Work to be completed
For the listing beneath, state how many lines contain the string "instead". Give the number by itself.

*** Opening of Data for analysis ***

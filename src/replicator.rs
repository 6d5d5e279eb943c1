// Copyright (c) 2025-2026 Adrian Robinson. Licensed under the AGPL-3.0.
// See LICENSE file in the project root for full license text.

//! Capability interface supplied per record type.
//!
//! The engine is one generic state machine; everything that varies per
//! replicable record type - whether verification is allowed at all, and what
//! the primary site says the content digest should be - comes in through this
//! trait. Concrete record types implement it once instead of duplicating the
//! state machine.

/// What the engine needs to know about a record type / record pair.
///
/// Implementations are expected to be cheap accessors over already-fetched
/// state: nothing here should perform network I/O.
pub trait Replicator: Send + Sync {
    /// Whether this record may be verified at all (feature/licensing gate).
    ///
    /// When `false`, the verification machine parks the row in
    /// `verification_disabled` instead of `verification_pending`.
    fn ready_to_verify(&self) -> bool {
        true
    }

    /// Whether the primary site has a checksum of its own to compare against.
    ///
    /// When `false`, a locally computed checksum is stored and the row is
    /// marked succeeded without comparison.
    fn primary_verification_succeeded(&self) -> bool;

    /// The primary site's checksum, if known.
    fn primary_checksum(&self) -> Option<String>;

    /// Compare a locally computed checksum against the primary's.
    fn matches_checksum(&self, checksum: &str) -> bool {
        self.primary_checksum().as_deref() == Some(checksum)
    }
}

/// Fixed-value [`Replicator`] for tests and standalone use.
#[derive(Debug, Clone, Default)]
pub struct StaticReplicator {
    ready: bool,
    primary_checksum: Option<String>,
}

impl StaticReplicator {
    /// Ready to verify, no primary checksum available.
    pub fn ready() -> Self {
        Self {
            ready: true,
            primary_checksum: None,
        }
    }

    /// Not ready to verify (gated).
    pub fn gated() -> Self {
        Self {
            ready: false,
            primary_checksum: None,
        }
    }

    /// Ready to verify with a known primary checksum.
    pub fn with_primary_checksum(checksum: impl Into<String>) -> Self {
        Self {
            ready: true,
            primary_checksum: Some(checksum.into()),
        }
    }
}

impl Replicator for StaticReplicator {
    fn ready_to_verify(&self) -> bool {
        self.ready
    }

    fn primary_verification_succeeded(&self) -> bool {
        self.primary_checksum.is_some()
    }

    fn primary_checksum(&self) -> Option<String> {
        self.primary_checksum.clone()
    }
}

*** Close of Data for analysis ***

Task response
2